L'Italia riscopre l'aviazione interregionale con il progetto Enac
Articolo Precedente
Articolo Successivo
Redazione Interno
-
L’Italia, che vanta una storia aeronautica di prim’ordine con una rete di scali e idroscali attivi già nel periodo tra le due guerre, sembra voler tornare a investire su una mobilità aerea capillare, puntando su quegli aeroporti minori che, salvati spesso dalla passione di privati e volenterosi, rappresentano una risorsa in larga parte ancora inesplorata. La recente iniziativa dell’Ente Nazionale per l’Aviazione Civile, il cui acronimo è Enac, denominata Regional Air Mobility, muove i primi passi proprio da questa consapevolezza, proponendo un modello di collegamento che privilegia gli scali minori per tratte medio-brevi.
La concretezza del progetto si è materializzata in un volo dimostrativo che ha collegato l’aeroporto di Fano, nelle Marche, con quello romano dell’Urbe, un tragitto coperto in appena cinquanta minuti a bordo di un velivolo King Air B200 da nove posti, un’alternativa non irrilevante se paragonata alle oltre quattro ore richieste dallo stesso spostamento effettuato su gomma. L’operazione, al di là del suo carattere sperimentale, delinea una strategia precisa: sfruttare velivoli moderni e sicuri, la cui capienza oscilla tra gli otto e i diciannove passeggeri, per rendere più fluidi gli spostamenti su distanze comprese tra i trecento e i seicento chilometri.

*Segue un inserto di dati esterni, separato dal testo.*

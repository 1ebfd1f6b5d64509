//! Role data models

use serde::{Deserialize, Serialize};

/// Operations of the role API
#[derive(Debug, Clone, Copy, PartialEq, Eq)]
pub enum RoleOperation {
    Create,
    AddMember,
    AddMembers,
    AddMemberWithRoleToken,
    Get,
    GetTokenList,
    Validate,
    Delete,
    DeleteMember,
    DeleteMemberWithoutRoleToken,
    DeleteRoleToken,
    DeleteRoleTokenWithString,
}

/// A host registered as a role member
#[derive(Serialize, Deserialize, Debug, Clone, Default, PartialEq, Eq)]
pub struct RoleHost {
    /// Hostname or ip address
    pub host: Option<String>,
    pub port: Option<u16>,
    /// Container unique key
    pub cuk: Option<String>,
    pub extra: Option<String>,
    pub tag: Option<String>,
    pub inboundip: Option<String>,
    pub outboundip: Option<String>,
}

impl RoleHost {
    pub fn new(host: &str) -> Self {
        Self {
            host: Some(host.to_string()),
            ..Default::default()
        }
    }
}

/// Body of `POST /v1/role`
#[derive(Serialize, Debug)]
pub(crate) struct RoleRequest<'a> {
    pub role: CreateRole<'a>,
}

#[derive(Serialize, Debug)]
pub(crate) struct CreateRole<'a> {
    pub name: &'a str,
    pub policies: &'a [String],
    pub alias: &'a [String],
}

/// Body of `POST /v1/role/{name}`; `host` is one host or a list of them
#[derive(Serialize, Debug)]
pub(crate) struct AddMemberRequest<'a, H: Serialize> {
    pub host: &'a H,
    pub clear_hostname: bool,
    pub clear_ips: bool,
}

/// Body of `POST /v1/role/{name}` sent with a role token
#[derive(Serialize, Debug)]
pub(crate) struct RoleTokenMemberRequest<'a> {
    pub host: RoleTokenMember<'a>,
}

#[derive(Serialize, Debug)]
pub(crate) struct RoleTokenMember<'a> {
    pub port: Option<u16>,
    pub cuk: Option<&'a str>,
    pub extra: Option<&'a str>,
    pub tag: Option<&'a str>,
    pub inboundip: Option<&'a str>,
    pub outboundip: Option<&'a str>,
}
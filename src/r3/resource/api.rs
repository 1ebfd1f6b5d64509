//! Resource API requests

use serde_json::{json, Value};

use crate::error::{R3Error, Result};
use crate::r3::models::{json_type_name, AuthToken, Frozen, HttpMethod};
use crate::r3::traits::{url_params, ApiBase, K2hr3Api};

use super::models::{
    CreateResource, CreateResourceWithNoToken, CreateResourceWithRoleToken, ResourceData,
    ResourceOperation, ResourceRequest,
};

/// Resource request (`resource[/{path}]`).
///
/// The credential decides how the resource is addressed: scoped token
/// requests create under the tenant, role token and tokenless requests
/// name the resource by path.
#[derive(Debug, Clone)]
pub struct Resource {
    base: ApiBase,
    token: AuthToken,
    resource_path: Frozen<String>,
    operation: Option<ResourceOperation>,
    name: Option<String>,
    data_type: Option<String>,
    data: Option<String>,
    keys: Option<Value>,
    alias: Option<Vec<String>>,
    expand: bool,
    service: Option<String>,
    port: Option<u16>,
    cuk: Option<String>,
    role: Option<String>,
}

/// `keys` must be a JSON object when given
fn check_keys(keys: &Option<Value>) -> Result<()> {
    match keys {
        None | Some(Value::Object(_)) => Ok(()),
        Some(other) => Err(R3Error::TypeMismatch {
            field: "keys",
            expected: "object",
            actual: json_type_name(other).to_string(),
        }),
    }
}

impl Resource {
    pub fn new(token: AuthToken, resource_path: Option<&str>) -> Self {
        let headers = token.json_headers();
        let mut resource_path_cell = Frozen::empty();
        resource_path_cell.set_opt(resource_path.map(str::to_string));
        Self {
            base: ApiBase::new("resource").with_headers(headers),
            token,
            resource_path: resource_path_cell,
            operation: None,
            name: None,
            data_type: None,
            data: None,
            keys: None,
            alias: None,
            expand: false,
            service: None,
            port: None,
            cuk: None,
            role: None,
        }
    }

    pub fn token(&self) -> &AuthToken {
        &self.token
    }

    pub fn resource_path(&self) -> Option<&str> {
        self.resource_path.as_deref()
    }

    /// Create a resource (POST or PUT)
    ///
    /// File data is loaded here, so an oversized file fails before any request is sent.
    pub fn create_conf_resource(
        &mut self,
        name: &str,
        data_type: &str,
        data: ResourceData,
        keys: Option<Value>,
        alias: Option<Vec<String>>,
    ) -> Result<&mut Self> {
        check_keys(&keys)?;
        let data = data.load()?;
        self.operation = Some(ResourceOperation::CreateConf);
        self.name = Some(name.to_string());
        self.data_type = Some(data_type.to_string());
        self.data = Some(data);
        self.keys = keys;
        self.alias = alias;
        Ok(self)
    }

    /// Create a resource under `resource_path` with a role token (POST)
    pub fn create_with_roletoken(
        &mut self,
        data_type: &str,
        data: ResourceData,
        keys: Option<Value>,
    ) -> Result<&mut Self> {
        check_keys(&keys)?;
        let data = data.load()?;
        self.operation = Some(ResourceOperation::CreateWithRoleToken);
        self.data_type = Some(data_type.to_string());
        self.data = Some(data);
        self.keys = keys;
        Ok(self)
    }

    /// Create a resource under `resource_path` identified by host port and cuk (POST)
    pub fn create_with_notoken(
        &mut self,
        port: u16,
        cuk: &str,
        role: &str,
        data_type: &str,
        data: ResourceData,
        keys: Option<Value>,
    ) -> Result<&mut Self> {
        check_keys(&keys)?;
        let data = data.load()?;
        self.operation = Some(ResourceOperation::CreateWithNoToken);
        self.port = Some(port);
        self.cuk = Some(cuk.to_string());
        self.role = Some(role.to_string());
        self.data_type = Some(data_type.to_string());
        self.data = Some(data);
        self.keys = keys;
        Ok(self)
    }

    /// Get the resource (GET)
    pub fn get(&mut self, expand: bool, service: Option<&str>) -> &mut Self {
        self.operation = Some(ResourceOperation::Get);
        self.expand = expand;
        self.service = service.map(str::to_string);
        self
    }

    /// Get the resource with a role token (GET)
    pub fn get_with_roletoken(
        &mut self,
        data_type: &str,
        keys: Option<Value>,
        service: Option<&str>,
    ) -> Result<&mut Self> {
        check_keys(&keys)?;
        self.operation = Some(ResourceOperation::GetWithRoleToken);
        self.data_type = Some(data_type.to_string());
        self.keys = keys;
        self.service = service.map(str::to_string);
        Ok(self)
    }

    /// Check the resource exists (HEAD)
    pub fn validate(
        &mut self,
        data_type: &str,
        keys: Option<Value>,
        service: Option<&str>,
    ) -> Result<&mut Self> {
        check_keys(&keys)?;
        self.operation = Some(ResourceOperation::Validate);
        self.data_type = Some(data_type.to_string());
        self.keys = keys;
        self.service = service.map(str::to_string);
        Ok(self)
    }

    /// Check the resource exists for a host identified by port and cuk (HEAD)
    pub fn validate_with_notoken(
        &mut self,
        port: u16,
        cuk: &str,
        role: &str,
        data_type: &str,
        keys: Option<Value>,
        service: Option<&str>,
    ) -> Result<&mut Self> {
        check_keys(&keys)?;
        self.operation = Some(ResourceOperation::ValidateWithNoToken);
        self.port = Some(port);
        self.cuk = Some(cuk.to_string());
        self.role = Some(role.to_string());
        self.data_type = Some(data_type.to_string());
        self.keys = keys;
        self.service = service.map(str::to_string);
        Ok(self)
    }

    /// Delete the resource, or some of its keys and aliases (DELETE)
    pub fn delete_with_scopedtoken(
        &mut self,
        data_type: &str,
        keys: Option<Value>,
        alias: Option<Vec<String>>,
    ) -> Result<&mut Self> {
        check_keys(&keys)?;
        self.operation = Some(ResourceOperation::DeleteWithScopedToken);
        self.data_type = Some(data_type.to_string());
        self.keys = keys;
        self.alias = alias;
        Ok(self)
    }

    pub fn delete_with_roletoken(
        &mut self,
        data_type: &str,
        keys: Option<Value>,
    ) -> Result<&mut Self> {
        check_keys(&keys)?;
        self.operation = Some(ResourceOperation::DeleteWithRoleToken);
        self.data_type = Some(data_type.to_string());
        self.keys = keys;
        Ok(self)
    }

    pub fn delete_with_notoken(
        &mut self,
        port: u16,
        cuk: &str,
        role: &str,
        data_type: &str,
        keys: Option<Value>,
    ) -> Result<&mut Self> {
        check_keys(&keys)?;
        self.operation = Some(ResourceOperation::DeleteWithNoToken);
        self.port = Some(port);
        self.cuk = Some(cuk.to_string());
        self.role = Some(role.to_string());
        self.data_type = Some(data_type.to_string());
        self.keys = keys;
        Ok(self)
    }

    fn resource_url(&self) -> String {
        self.base.path_with(self.resource_path.or_empty())
    }
}

impl K2hr3Api for Resource {
    fn base(&self) -> &ApiBase {
        &self.base
    }

    fn base_mut(&mut self) -> &mut ApiBase {
        &mut self.base
    }

    fn api_path(&mut self, method: HttpMethod) -> Option<String> {
        use ResourceOperation as Op;

        let data_type = self.data_type.as_deref();
        match (method, self.operation?) {
            (HttpMethod::Post, Op::CreateConf) => {
                self.base.set_json_body(&ResourceRequest {
                    resource: CreateResource {
                        name: self.name.as_deref(),
                        data_type,
                        data: self.data.as_deref(),
                        keys: self.keys.as_ref(),
                        alias: self.alias.as_deref(),
                    },
                });
                if self.token.is_scoped() {
                    Some(self.base.path())
                } else {
                    Some(self.resource_url())
                }
            }
            (HttpMethod::Put, Op::CreateConf) => {
                self.base.set_urlparams(url_params([
                    ("name", json!(self.name)),
                    ("type", json!(data_type)),
                    ("data", json!(self.data)),
                    ("keys", json!(self.keys)),
                    ("alias", json!(self.alias)),
                ]));
                if self.token.is_scoped() {
                    Some(self.base.path())
                } else {
                    Some(self.resource_url())
                }
            }
            (HttpMethod::Post, Op::CreateWithRoleToken) => {
                self.base.set_json_body(&ResourceRequest {
                    resource: CreateResourceWithRoleToken {
                        data_type,
                        data: self.data.as_deref(),
                        keys: self.keys.as_ref(),
                    },
                });
                Some(self.resource_url())
            }
            (HttpMethod::Post, Op::CreateWithNoToken) => {
                self.base.set_json_body(&ResourceRequest {
                    resource: CreateResourceWithNoToken {
                        port: self.port,
                        cuk: self.cuk.as_deref(),
                        role: self.role.as_deref(),
                        data_type,
                        data: self.data.as_deref(),
                        keys: self.keys.as_ref(),
                    },
                });
                Some(self.resource_url())
            }
            (HttpMethod::Get, Op::Get) => {
                self.base.set_urlparams(url_params([
                    ("expand", json!(self.expand)),
                    ("service", json!(self.service)),
                ]));
                Some(self.resource_url())
            }
            (HttpMethod::Get, Op::GetWithRoleToken) | (HttpMethod::Head, Op::Validate) => {
                self.base.set_urlparams(url_params([
                    ("type", json!(data_type)),
                    ("keys", json!(self.keys)),
                    ("service", json!(self.service)),
                ]));
                Some(self.resource_url())
            }
            (HttpMethod::Head, Op::ValidateWithNoToken) => {
                self.base.set_urlparams(url_params([
                    ("port", json!(self.port)),
                    ("cuk", json!(self.cuk)),
                    ("role", json!(self.role)),
                    ("type", json!(data_type)),
                    ("keys", json!(self.keys)),
                    ("service", json!(self.service)),
                ]));
                Some(self.resource_url())
            }
            (HttpMethod::Delete, Op::DeleteWithScopedToken) => {
                self.base.set_urlparams(url_params([
                    ("type", json!(data_type)),
                    ("keynames", json!(self.keys)),
                    ("alias", json!(self.alias)),
                ]));
                Some(self.resource_url())
            }
            (HttpMethod::Delete, Op::DeleteWithRoleToken) => {
                self.base.set_urlparams(url_params([
                    ("type", json!(data_type)),
                    ("keynames", json!(self.keys)),
                ]));
                Some(self.resource_url())
            }
            (HttpMethod::Delete, Op::DeleteWithNoToken) => {
                self.base.set_urlparams(url_params([
                    ("port", json!(self.port)),
                    ("cuk", json!(self.cuk)),
                    ("role", json!(self.role)),
                    ("type", json!(data_type)),
                    ("keynames", json!(self.keys)),
                ]));
                Some(self.resource_url())
            }
            _ => None,
        }
    }
}
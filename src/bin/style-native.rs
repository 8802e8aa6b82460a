use clap::Parser;
use std::fs;
use std::path::{Path, PathBuf};
use tracing_subscriber::{layer::SubscriberExt, util::SubscriberInitExt, EnvFilter};

use style_compiler_native::{
    parse_component, transform_directory, transform_file, transform_source, validate_component,
    BatchReport, CompilerError, IncrementalCache, TransformOptions, TransformOutput,
};

#[derive(Parser, Debug)]
#[command(name = "style-native")]
#[command(about = "Inline stylesheet and utility-class styles into JSX components")]
struct Args {
    /// Component file or directory of components
    input: PathBuf,

    /// Stylesheet to use instead of the component's own import (single file only)
    #[arg(short, long)]
    stylesheet: Option<PathBuf>,

    /// JSON file with transform options
    #[arg(short, long)]
    options: Option<PathBuf>,

    /// Output file, or output directory when the input is a directory
    #[arg(long)]
    out: Option<PathBuf>,

    /// Directory for the incremental cache
    #[arg(long)]
    cache_dir: Option<PathBuf>,

    /// Only validate class attributes; do not rewrite anything
    #[arg(long)]
    check: bool,

    /// Print diagnostics as JSON
    #[arg(long)]
    report: bool,

    /// Enable verbose output
    #[arg(short, long)]
    verbose: bool,
}

fn init_cli_logger(verbose: bool) {
    let filter = if verbose {
        EnvFilter::try_from_default_env()
            .unwrap_or_else(|_| EnvFilter::new("style_compiler_native=debug,info"))
    } else {
        EnvFilter::try_from_default_env()
            .unwrap_or_else(|_| EnvFilter::new("style_compiler_native=info"))
    };

    tracing_subscriber::registry()
        .with(filter)
        .with(
            tracing_subscriber::fmt::layer()
                .with_writer(std::io::stderr)
                .with_target(false)
                .compact(),
        )
        .init();
}

fn load_options(path: Option<&Path>) -> Result<TransformOptions, Box<dyn std::error::Error>> {
    match path {
        Some(path) => Ok(TransformOptions::from_json(&fs::read_to_string(path)?)?),
        None => Ok(TransformOptions::default()),
    }
}

fn print_diagnostics(diagnostics: &[CompilerError], as_json: bool) -> Result<(), Box<dyn std::error::Error>> {
    if as_json {
        println!("{}", serde_json::to_string_pretty(diagnostics)?);
    } else {
        for d in diagnostics {
            eprintln!("{}", d);
            for hint in &d.hints {
                eprintln!("  hint: {}", hint);
            }
        }
    }
    Ok(())
}

fn check(args: &Args, options: &TransformOptions) -> Result<bool, Box<dyn std::error::Error>> {
    let files = if args.input.is_dir() {
        style_compiler_native::find_component_files(&args.input)
    } else {
        vec![args.input.clone()]
    };

    let mut errors = Vec::new();
    for file in &files {
        let source = fs::read_to_string(file)?;
        match parse_component(&source, &file.to_string_lossy(), options) {
            Ok(component) => errors.extend(validate_component(&component)),
            Err(e) => errors.push(e),
        }
    }
    tracing::info!(files = files.len(), errors = errors.len(), "check finished");
    print_diagnostics(&errors, args.report)?;
    Ok(errors.is_empty())
}

fn run_file(args: &Args, options: &TransformOptions, cache: Option<&IncrementalCache>) -> Result<bool, Box<dyn std::error::Error>> {
    let output: TransformOutput = match &args.stylesheet {
        Some(sheet) => {
            let source = fs::read_to_string(&args.input)?;
            let css = fs::read_to_string(sheet)?;
            transform_source(&source, &args.input.to_string_lossy(), Some(&css), options)?
        }
        None => transform_file(&args.input, options, cache)?,
    };

    match &args.out {
        Some(out) => fs::write(out, &output.code)?,
        None if !args.report => print!("{}", output.code),
        None => {}
    }
    print_diagnostics(&output.diagnostics, args.report)?;
    Ok(true)
}

fn run_directory(args: &Args, options: &TransformOptions, cache: Option<&IncrementalCache>) -> Result<bool, Box<dyn std::error::Error>> {
    let report: BatchReport = transform_directory(&args.input, options, cache);

    if let Some(out_dir) = &args.out {
        for (path, output) in &report.outputs {
            let relative = path.strip_prefix(&args.input).unwrap_or(path);
            let target = out_dir.join(relative);
            if let Some(parent) = target.parent() {
                fs::create_dir_all(parent)?;
            }
            fs::write(&target, &output.code)?;
        }
    }

    tracing::info!(
        transformed = report.outputs.len(),
        failed = report.failures.len(),
        diagnostics = report.diagnostic_count(),
        "batch finished"
    );

    if args.report {
        println!("{}", serde_json::to_string_pretty(&report)?);
    } else {
        for (_, output) in &report.outputs {
            print_diagnostics(&output.diagnostics, false)?;
        }
        for (_, e) in &report.failures {
            eprintln!("{}", e);
        }
    }
    Ok(report.failures.is_empty())
}

fn main() -> Result<(), Box<dyn std::error::Error>> {
    let args = Args::parse();
    init_cli_logger(args.verbose);
    tracing::debug!("CLI args: {:?}", args);

    let options = load_options(args.options.as_deref())?;
    let cache = args.cache_dir.as_ref().map(IncrementalCache::new);

    let ok = if args.check {
        check(&args, &options)?
    } else if args.input.is_dir() {
        run_directory(&args, &options, cache.as_ref())?
    } else {
        run_file(&args, &options, cache.as_ref())?
    };

    if !ok {
        std::process::exit(1);
    }
    Ok(())
}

Tra gli scali che potrebbero beneficiare di questo rinnovato interesse vi è anche quello di Molin Bianco, un aeroporto che intende emanciparsi da un’immagine legata a attività di nicchia, come il paracadutismo, per proporsi come un hub funzionale all’interno di un sistema di trasporto integrato. L’obiettivo dichiarato è duplice: da un lato, offrire un’alternativa ecologica ed efficiente ai viaggi in auto o in treno, integrandosi ove possibile con la rete dell’alta velocità ferroviaria e i grandi aeroporti internazionali; dall’altro, contribuire a limitare il fenomeno dell’overtourism, distribuendo i flussi di viaggiatori verso destinazioni meno congestionate.